WORK INSTRUCTION. Please filter the entries for the word "bool" and copy every line that has it.

#####

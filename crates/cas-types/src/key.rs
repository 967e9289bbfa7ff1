use std::fmt;

use serde::{Deserialize, Deserializer, Serialize, Serializer};

use crate::error::KeyError;

/// Size of a key on the wire, in bytes.
pub const KEY_SIZE: usize = 64;

/// Keys whose first `RESERVED_PREFIX` bytes are all zero belong to the
/// reserved range. Real digests land there with negligible probability.
const RESERVED_PREFIX: usize = 55;

const INVALID_MARKER: u8 = 0xFE;
const PRIVATE_MARKER: u8 = 0xFF;

/// A 64-byte content hash that is known to lie outside the reserved range.
///
/// Only [`Key::from_bytes`] and [`Key::from_bytes_private`] can produce one,
/// so a `ContentHash` never aliases a sentinel.
#[derive(Clone, Copy, PartialEq, Eq, Hash, PartialOrd, Ord)]
pub struct ContentHash([u8; KEY_SIZE]);

impl ContentHash {
    /// The raw digest bytes.
    pub fn as_bytes(&self) -> &[u8; KEY_SIZE] {
        &self.0
    }
}

/// Identifier of a chunk.
///
/// The wire form is always [`KEY_SIZE`] bytes. In memory the sentinel states
/// are explicit variants:
///
/// | Variant | Wire layout |
/// |---|---|
/// | `Empty` | all zero |
/// | `Invalid` | 55 zero bytes, `0xFE`, 8 zero bytes |
/// | `Private(id)` | 55 zero bytes, `0xFF`, `id` as big-endian `u64` |
/// | `Content(_)` | anything with a non-zero byte in the first 55 |
#[derive(Clone, Copy, PartialEq, Eq, Hash, PartialOrd, Ord)]
pub enum Key {
    /// The key of zero-length content.
    Empty,
    /// Reserved-range bytes that do not name anything.
    Invalid,
    /// An uncommitted chunk living in a stash. Never valid as persisted input.
    Private(u64),
    /// An ordinary content hash.
    Content(ContentHash),
}

impl Key {
    /// Decode a key from its wire bytes.
    ///
    /// Anything in the reserved range other than the exact Empty pattern
    /// decodes to [`Key::Invalid`], including the Private pattern. Use this
    /// for every key that arrives from storage or from a caller.
    pub fn from_bytes(bytes: &[u8]) -> Result<Self, KeyError> {
        Ok(Self::decode(&fixed(bytes)?, false))
    }

    /// Decode a key, accepting the Private sub-range.
    ///
    /// Only appropriate for bytes that were produced inside a stash.
    pub fn from_bytes_private(bytes: &[u8]) -> Result<Self, KeyError> {
        Ok(Self::decode(&fixed(bytes)?, true))
    }

    /// A Private key carrying `id`.
    pub const fn private(id: u64) -> Self {
        Self::Private(id)
    }

    /// The numeric id of a Private key.
    pub fn private_id(&self) -> Option<u64> {
        match self {
            Self::Private(id) => Some(*id),
            _ => None,
        }
    }

    pub fn is_empty(&self) -> bool {
        matches!(self, Self::Empty)
    }

    pub fn is_invalid(&self) -> bool {
        matches!(self, Self::Invalid)
    }

    pub fn is_private(&self) -> bool {
        matches!(self, Self::Private(_))
    }

    pub fn is_content(&self) -> bool {
        matches!(self, Self::Content(_))
    }

    /// The wire layout of this key.
    pub fn to_bytes(&self) -> [u8; KEY_SIZE] {
        let mut out = [0u8; KEY_SIZE];
        match self {
            Self::Empty => {}
            Self::Invalid => out[RESERVED_PREFIX] = INVALID_MARKER,
            Self::Private(id) => {
                out[RESERVED_PREFIX] = PRIVATE_MARKER;
                out[RESERVED_PREFIX + 1..].copy_from_slice(&id.to_be_bytes());
            }
            Self::Content(hash) => out = hash.0,
        }
        out
    }

    /// Hex-encoded wire bytes.
    pub fn to_hex(&self) -> String {
        hex::encode(self.to_bytes())
    }

    /// Short hex representation (first 8 characters).
    pub fn short_hex(&self) -> String {
        hex::encode(&self.to_bytes()[..4])
    }

    /// Parse from a hex string. Never yields a Private key.
    pub fn from_hex(s: &str) -> Result<Self, KeyError> {
        let bytes = hex::decode(s).map_err(|e| KeyError::InvalidHex(e.to_string()))?;
        Self::from_bytes(&bytes)
    }

    fn decode(raw: &[u8; KEY_SIZE], allow_private: bool) -> Self {
        if raw[..RESERVED_PREFIX].iter().any(|&b| b != 0) {
            return Self::Content(ContentHash(*raw));
        }
        let tail = &raw[RESERVED_PREFIX..];
        if tail.iter().all(|&b| b == 0) {
            return Self::Empty;
        }
        if allow_private && tail[0] == PRIVATE_MARKER {
            let mut id = [0u8; 8];
            id.copy_from_slice(&tail[1..]);
            return Self::Private(u64::from_be_bytes(id));
        }
        Self::Invalid
    }
}

fn fixed(bytes: &[u8]) -> Result<[u8; KEY_SIZE], KeyError> {
    bytes.try_into().map_err(|_| KeyError::InvalidLength {
        expected: KEY_SIZE,
        actual: bytes.len(),
    })
}

impl Default for Key {
    fn default() -> Self {
        Self::Empty
    }
}

impl TryFrom<&[u8]> for Key {
    type Error = KeyError;

    fn try_from(bytes: &[u8]) -> Result<Self, Self::Error> {
        Self::from_bytes(bytes)
    }
}

impl From<Key> for [u8; KEY_SIZE] {
    fn from(key: Key) -> Self {
        key.to_bytes()
    }
}

impl fmt::Debug for Key {
    fn fmt(&self, f: &mut fmt::Formatter<'_>) -> fmt::Result {
        match self {
            Self::Empty => write!(f, "Key(empty)"),
            Self::Invalid => write!(f, "Key(invalid)"),
            Self::Private(id) => write!(f, "Key(private:{id})"),
            Self::Content(_) => write!(f, "Key({})", self.short_hex()),
        }
    }
}

impl fmt::Display for Key {
    fn fmt(&self, f: &mut fmt::Formatter<'_>) -> fmt::Result {
        write!(f, "{}", self.to_hex())
    }
}

impl Serialize for Key {
    fn serialize<S: Serializer>(&self, serializer: S) -> Result<S::Ok, S::Error> {
        serializer.serialize_str(&self.to_hex())
    }
}

impl<'de> Deserialize<'de> for Key {
    fn deserialize<D: Deserializer<'de>>(deserializer: D) -> Result<Self, D::Error> {
        let s = String::deserialize(deserializer)?;
        Self::from_hex(&s).map_err(serde::de::Error::custom)
    }
}

#[cfg(test)]
mod tests {
    use super::*;
    use proptest::prelude::*;

    fn content(fill: u8) -> Key {
        Key::from_bytes(&[fill; KEY_SIZE]).unwrap()
    }

    fn reserved(tail: [u8; KEY_SIZE - RESERVED_PREFIX]) -> [u8; KEY_SIZE] {
        let mut raw = [0u8; KEY_SIZE];
        raw[RESERVED_PREFIX..].copy_from_slice(&tail);
        raw
    }

    #[test]
    fn all_zero_is_empty() {
        let key = Key::from_bytes(&[0u8; KEY_SIZE]).unwrap();
        assert_eq!(key, Key::Empty);
        assert!(key.is_empty());
        assert_eq!(key.to_bytes(), [0u8; KEY_SIZE]);
    }

    #[test]
    fn wrong_length_is_rejected() {
        let err = Key::from_bytes(&[1u8; 32]).unwrap_err();
        assert_eq!(
            err,
            KeyError::InvalidLength {
                expected: 64,
                actual: 32
            }
        );
        assert!(Key::from_bytes_private(&[]).is_err());
    }

    #[test]
    fn content_outside_reserved_range() {
        let key = content(0xab);
        assert!(key.is_content());
        assert_eq!(key.to_bytes(), [0xab; KEY_SIZE]);
    }

    #[test]
    fn single_nonzero_byte_in_prefix_is_content() {
        let mut raw = [0u8; KEY_SIZE];
        raw[RESERVED_PREFIX - 1] = 1;
        assert!(Key::from_bytes(&raw).unwrap().is_content());
    }

    #[test]
    fn reserved_garbage_is_invalid() {
        let raw = reserved([0, 0, 0, 0, 0, 0, 0, 0, 7]);
        assert_eq!(Key::from_bytes(&raw).unwrap(), Key::Invalid);
        assert_eq!(Key::from_bytes_private(&raw).unwrap(), Key::Invalid);
    }

    #[test]
    fn invalid_roundtrips_through_wire() {
        let raw = Key::Invalid.to_bytes();
        assert_eq!(raw[RESERVED_PREFIX], INVALID_MARKER);
        assert_eq!(Key::from_bytes(&raw).unwrap(), Key::Invalid);
    }

    // -----------------------------------------------------------------------
    // Private sub-range
    // -----------------------------------------------------------------------

    #[test]
    fn private_wire_layout() {
        let raw = Key::private(0x0102_0304_0506_0708).to_bytes();
        assert!(raw[..RESERVED_PREFIX].iter().all(|&b| b == 0));
        assert_eq!(raw[RESERVED_PREFIX], 0xFF);
        assert_eq!(&raw[RESERVED_PREFIX + 1..], &[1, 2, 3, 4, 5, 6, 7, 8]);
    }

    #[test]
    fn private_is_invalid_unless_allowed() {
        let raw = Key::private(42).to_bytes();
        assert_eq!(Key::from_bytes(&raw).unwrap(), Key::Invalid);
        let key = Key::from_bytes_private(&raw).unwrap();
        assert_eq!(key, Key::Private(42));
        assert_eq!(key.private_id(), Some(42));
    }

    #[test]
    fn private_zero_is_not_empty() {
        let raw = Key::private(0).to_bytes();
        assert_ne!(raw, [0u8; KEY_SIZE]);
        assert_eq!(Key::from_bytes_private(&raw).unwrap(), Key::Private(0));
    }

    #[test]
    fn private_id_of_other_variants() {
        assert_eq!(Key::Empty.private_id(), None);
        assert_eq!(Key::Invalid.private_id(), None);
        assert_eq!(content(9).private_id(), None);
    }

    // -----------------------------------------------------------------------
    // Hex / serde
    // -----------------------------------------------------------------------

    #[test]
    fn hex_roundtrip() {
        let key = content(0x5a);
        assert_eq!(Key::from_hex(&key.to_hex()).unwrap(), key);
        assert_eq!(key.to_hex().len(), 128);
    }

    #[test]
    fn hex_never_yields_private() {
        let hex = Key::private(3).to_hex();
        assert_eq!(Key::from_hex(&hex).unwrap(), Key::Invalid);
    }

    #[test]
    fn bad_hex() {
        assert!(matches!(Key::from_hex("zz"), Err(KeyError::InvalidHex(_))));
        assert!(matches!(
            Key::from_hex("abcd"),
            Err(KeyError::InvalidLength { actual: 2, .. })
        ));
    }

    #[test]
    fn short_hex_is_8_chars() {
        assert_eq!(content(1).short_hex(), "01010101");
    }

    #[test]
    fn debug_names_sentinels() {
        assert_eq!(format!("{:?}", Key::Empty), "Key(empty)");
        assert_eq!(format!("{:?}", Key::private(5)), "Key(private:5)");
        assert_eq!(format!("{:?}", content(0xff)), "Key(ffffffff)");
    }

    #[test]
    fn serde_as_hex_string() {
        let key = content(0x11);
        let json = serde_json::to_string(&key).unwrap();
        assert_eq!(json, format!("\"{}\"", key.to_hex()));
        let parsed: Key = serde_json::from_str(&json).unwrap();
        assert_eq!(parsed, key);
    }

    #[test]
    fn default_is_empty() {
        assert_eq!(Key::default(), Key::Empty);
    }

    proptest! {
        #[test]
        fn wire_roundtrip_preserves_decoded_key(raw in proptest::collection::vec(any::<u8>(), KEY_SIZE)) {
            let key = Key::from_bytes_private(&raw).unwrap();
            let again = Key::from_bytes_private(&key.to_bytes()).unwrap();
            prop_assert_eq!(key, again);
        }

        #[test]
        fn private_ids_roundtrip(id in any::<u64>()) {
            let key = Key::from_bytes_private(&Key::private(id).to_bytes()).unwrap();
            prop_assert_eq!(key.private_id(), Some(id));
        }
    }
}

#####

OUTPUT BELOW.
    pub fn is_empty(&self) -> bool {
    pub fn is_invalid(&self) -> bool {
    pub fn is_private(&self) -> bool {
    pub fn is_content(&self) -> bool {
    fn decode(raw: &[u8; KEY_SIZE], allow_private: bool) -> Self {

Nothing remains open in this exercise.